En vain affirme-t-on de l’autre côté du Rhin que l’Alsacien est une race essentiellement allemande ; c’est faire abstraction de l’histoire. Par son tempérament, par sa constitution morale, par ses idées, par les habitudes de son esprit, l’Alsacien est un peuple essentiellement mixte. Le prix qu’on attache à la pureté de la race est une superstition ; c’est par d’heureux croisemens que s’améliore l’espèce humaine. Comme on l’a dit, l’Alsace, celtique dans l’origine, fut welche jusqu’au IXe siècle, et elle revint à ses destinées primitives lorsque deux cents ans durant, le Rhin la sépara de nouveau de l’Allemagne.

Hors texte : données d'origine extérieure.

/*
 *
 *  *
 *  *      Copyright (c) 2018-2025, SnackCloud All rights reserved.
 *  *
 *  *   Redistribution and use in source and binary forms, with or without
 *  *   modification, are permitted provided that the following conditions are met:
 *  *
 *  *   Redistributions of source code must retain the above copyright notice,
 *  *   this list of conditions and the following disclaimer.
 *  *   Redistributions in binary form must reproduce the above copyright
 *  *   notice, this list of conditions and the following disclaimer in the
 *  *   documentation and/or other materials provided with the distribution.
 *  *   Neither the name of the www.snackcloud.cn developer nor the names of its
 *  *   contributors may be used to endorse or promote products derived from
 *  *   this software without specific prior written permission.
 *  *   Author: SnackCloud
 *  *
 *
 */
use indexmap::IndexMap;

use crate::{HqlDataError, ParameterParser, ParameterRecognizer};

/// Journal of where one named (or JPA-positional) parameter occurs.
#[derive(Debug, Clone, PartialEq, Eq)]
pub struct NamedParameterDescription {
    jpa_style: bool,
    positions: Vec<usize>,
}

impl NamedParameterDescription {
    fn new(jpa_style: bool) -> Self {
        Self {
            jpa_style,
            positions: Vec::new(),
        }
    }

    pub fn is_jpa_style(&self) -> bool {
        self.jpa_style
    }

    pub fn positions(&self) -> &[usize] {
        &self.positions
    }

    pub fn build_positions_array(&self) -> Vec<usize> {
        self.positions.clone()
    }
}

/// Tracks ordinal and named parameter locations while [`ParameterParser`] scans a query.
#[derive(Debug, Clone, Default)]
pub struct ParamLocationRecognizer {
    named_parameter_descriptions: IndexMap<String, NamedParameterDescription>,
    ordinal_parameter_locations: Vec<usize>,
}

impl ParamLocationRecognizer {
    pub fn new() -> Self {
        Self::default()
    }

    /// Scan `query` and return the finished journal.
    pub fn parse_locations(query: &str) -> Result<Self, HqlDataError> {
        let mut recognizer = Self::new();
        ParameterParser::parse(query, &mut recognizer)?;
        Ok(recognizer)
    }

    /// Named parameters in order of first appearance.
    pub fn named_parameter_descriptions(&self) -> &IndexMap<String, NamedParameterDescription> {
        &self.named_parameter_descriptions
    }

    /// Ordinal parameter offsets; list order is parameter index order.
    pub fn ordinal_parameter_locations(&self) -> &[usize] {
        &self.ordinal_parameter_locations
    }

    pub fn is_empty(&self) -> bool {
        self.named_parameter_descriptions.is_empty() && self.ordinal_parameter_locations.is_empty()
    }

    fn record_named(&mut self, name: &str, position: usize, jpa_style: bool) {
        self.named_parameter_descriptions
            .entry(name.to_string())
            .or_insert_with(|| NamedParameterDescription::new(jpa_style))
            .positions
            .push(position);
    }
}

impl ParameterRecognizer for ParamLocationRecognizer {
    fn out_parameter(&mut self, _position: usize) {
        // don't care...
    }

    fn ordinal_parameter(&mut self, position: usize) {
        self.ordinal_parameter_locations.push(position);
    }

    fn named_parameter(&mut self, name: &str, position: usize) {
        self.record_named(name, position, false);
    }

    fn jpa_positional_parameter(&mut self, name: &str, position: usize) {
        self.record_named(name, position, true);
    }

    fn other(&mut self, _character: char) {
        // don't care...
    }
}

#[cfg(test)]
mod tests {
    use super::*;

    #[test]
    fn test_ordinal_locations_in_order() {
        let recognizer = ParamLocationRecognizer::parse_locations("where a = ? and b = ? or c in (?)").unwrap();
        assert_eq!(recognizer.ordinal_parameter_locations(), &[10, 20, 31]);
        assert!(recognizer.named_parameter_descriptions().is_empty());
    }

    #[test]
    fn test_repeated_named_parameter_collects_positions() {
        let recognizer = ParamLocationRecognizer::parse_locations("where x = :a or y = :b or z = :a").unwrap();
        let named = recognizer.named_parameter_descriptions();
        assert_eq!(named.len(), 2);
        assert_eq!(named["a"].positions(), &[10, 30]);
        assert_eq!(named["b"].positions(), &[20]);
        assert!(!named["a"].is_jpa_style());
        assert_eq!(named.keys().collect::<Vec<_>>(), vec!["a", "b"]);
    }

    #[test]
    fn test_jpa_positional_is_recorded_by_label() {
        let recognizer = ParamLocationRecognizer::parse_locations("where x = ?1 and y = ?1").unwrap();
        let description = &recognizer.named_parameter_descriptions()["1"];
        assert!(description.is_jpa_style());
        assert_eq!(description.build_positions_array(), vec![10, 21]);
    }

    #[test]
    fn test_output_parameter_is_not_ordinal() {
        let recognizer = ParamLocationRecognizer::parse_locations("{?=call proc(?)}").unwrap();
        assert_eq!(recognizer.ordinal_parameter_locations(), &[13]);
    }
}
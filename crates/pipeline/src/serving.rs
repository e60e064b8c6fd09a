//! Serving layer.
//!
//! Answers manifest and artifact requests from what is on disk. A miss
//! either kicks off background generation and answers
//! [`ServeOutcome::NotReady`], or answers [`ServeOutcome::NotFound`] when
//! on-demand generation is off or the item can never have trickplay data.
//! Background jobs are tracked so shutdown can cancel and drain them.

use std::path::PathBuf;
use std::sync::Arc;

use tokio_util::sync::CancellationToken;
use tokio_util::task::TaskTracker;
use trickplay_core::config::{ScanBehavior, TrickplayConfig};
use trickplay_core::manifest::{self, Manifest, ManifestError};
use trickplay_core::media::{check_eligibility, MediaItem};
use trickplay_core::types::{ItemId, Width};

use crate::generator::{GenerationError, GenerationOutcome, LockMode, TrickplayGenerator};
use crate::library::{LibraryError, MediaLibrary};

#[derive(Debug, Clone, PartialEq, Eq)]
pub enum ServeOutcome<T> {
    Ready(T),
    /// Generation was started or is running; ask again later.
    NotReady,
    NotFound,
}

#[derive(Debug, thiserror::Error)]
pub enum ServeError {
    #[error("library lookup failed: {0}")]
    Library(#[from] LibraryError),

    #[error("manifest error: {0}")]
    Manifest(#[from] ManifestError),
}

pub struct TrickplayService {
    config: Arc<TrickplayConfig>,
    library: Arc<dyn MediaLibrary>,
    generator: Arc<TrickplayGenerator>,
    shutdown: CancellationToken,
    tasks: TaskTracker,
}

impl TrickplayService {
    pub fn new(
        config: Arc<TrickplayConfig>,
        library: Arc<dyn MediaLibrary>,
        generator: Arc<TrickplayGenerator>,
        shutdown: CancellationToken,
    ) -> Self {
        Self {
            config,
            library,
            generator,
            shutdown,
            tasks: TaskTracker::new(),
        }
    }

    pub fn config(&self) -> &Arc<TrickplayConfig> {
        &self.config
    }

    pub fn library(&self) -> &Arc<dyn MediaLibrary> {
        &self.library
    }

    pub fn generator(&self) -> &Arc<TrickplayGenerator> {
        &self.generator
    }

    pub fn shutdown_token(&self) -> &CancellationToken {
        &self.shutdown
    }

    /// Manifest for `id`, generating the configured widths on a miss.
    pub async fn get_manifest(&self, id: ItemId) -> Result<ServeOutcome<Manifest>, ServeError> {
        let Some(item) = self.library.get_item(id).await? else {
            return Ok(ServeOutcome::NotFound);
        };

        let resolver = self.generator.resolver();
        if let Some(path) = resolver.resolve_manifest(&item).await {
            match manifest::read(&path).await {
                Ok(Some(manifest)) => return Ok(ServeOutcome::Ready(manifest)),
                Ok(None) => {}
                // Regenerating rewrites it.
                Err(ManifestError::Parse(e)) => {
                    tracing::warn!(item_id = %item.id, path = %path.display(), error = %e, "Ignoring unreadable manifest");
                }
                Err(e) => return Err(e.into()),
            }
        }

        if !self.may_generate(&item).await {
            return Ok(ServeOutcome::NotFound);
        }
        self.spawn_generation(item, self.config.widths.clone());
        Ok(ServeOutcome::NotReady)
    }

    /// Path of the artifact for (`id`, `width`), generating it on a miss
    /// when `width` is one of the configured targets.
    pub async fn get_artifact(
        &self,
        id: ItemId,
        width: Width,
    ) -> Result<ServeOutcome<PathBuf>, ServeError> {
        let Some(item) = self.library.get_item(id).await? else {
            return Ok(ServeOutcome::NotFound);
        };

        if let Some(path) = self.generator.resolver().resolve(&item, width).await {
            return Ok(ServeOutcome::Ready(path));
        }

        if !self.config.widths.contains(&width) || !self.may_generate(&item).await {
            return Ok(ServeOutcome::NotFound);
        }
        self.spawn_generation(item, vec![width]);
        Ok(ServeOutcome::NotReady)
    }

    /// Library scan hook: generate every configured width for a freshly
    /// scanned item, inline or in the background depending on configuration.
    pub async fn on_item_scanned(&self, item: &MediaItem) -> Result<(), GenerationError> {
        if !self.config.extract_during_scan {
            return Ok(());
        }
        if let Err(reason) = check_eligibility(item).await {
            tracing::debug!(item_id = %item.id, %reason, "Skipping scanned item");
            return Ok(());
        }

        match self.config.scan_behavior {
            ScanBehavior::Blocking => {
                let cancel = self.shutdown.child_token();
                self.generator
                    .generate_all_widths(item, LockMode::Wait, &cancel)
                    .await?;
            }
            ScanBehavior::NonBlocking => {
                self.spawn_generation(item.clone(), self.config.widths.clone());
            }
        }
        Ok(())
    }

    /// Wait for every background job spawned so far.
    pub async fn wait_idle(&self) {
        self.tasks.close();
        self.tasks.wait().await;
        self.tasks.reopen();
    }

    /// Cancel background jobs and wait for them to clean up.
    pub async fn shutdown(&self) {
        self.shutdown.cancel();
        self.tasks.close();
        self.tasks.wait().await;
    }

    async fn may_generate(&self, item: &MediaItem) -> bool {
        self.config.on_demand_generation && check_eligibility(item).await.is_ok()
    }

    fn spawn_generation(&self, item: MediaItem, widths: Vec<Width>) {
        if self.shutdown.is_cancelled() {
            return;
        }
        let pending: Vec<Width> = widths
            .into_iter()
            .filter(|&w| !self.generator.is_generating(&item, w))
            .collect();
        if pending.is_empty() {
            return;
        }

        let generator = Arc::clone(&self.generator);
        let cancel = self.shutdown.child_token();
        self.tasks.spawn(async move {
            for width in pending {
                match generator.generate(&item, width, LockMode::Skip, &cancel).await {
                    Ok(GenerationOutcome::Generated(path)) => {
                        tracing::info!(item_id = %item.id, width, path = %path.display(), "On-demand generation finished");
                    }
                    Ok(outcome) => {
                        tracing::debug!(item_id = %item.id, width, ?outcome, "On-demand generation skipped");
                    }
                    Err(GenerationError::Cancelled) => break,
                    Err(e) => {
                        tracing::error!(item_id = %item.id, width, error = %e, "On-demand generation failed");
                    }
                }
            }
        });
    }
}
use axum::routing::{get, post};
use axum::Router;

use crate::handlers::jobs;
use crate::state::AppState;

/// ```text
/// POST /convert/all   -> convert_all
/// POST /delete/all    -> delete_all
/// GET  /convert/log   -> get_log (?type=convert|delete)
/// ```
pub fn router() -> Router<AppState> {
    Router::new()
        .route("/convert/all", post(jobs::convert_all))
        .route("/delete/all", post(jobs::delete_all))
        .route("/convert/log", get(jobs::get_log))
}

Comme on l’a dit aussi, l’annexion de l’Alsace à la France fut un chef-d’œuvre de politique intelligente et généreuse. Jamais conquérant n’eut plus de ménagement pour les libertés, pour les habitudes d’une population conquise. « Une noble province, profondément attachée à ses traditions, comprit dès le premier moment qu’elle pouvait devenir française en restant elle-même. » Louis XIV mit son honneur à ne pas toucher aux institutions républicaines de Strasbourg.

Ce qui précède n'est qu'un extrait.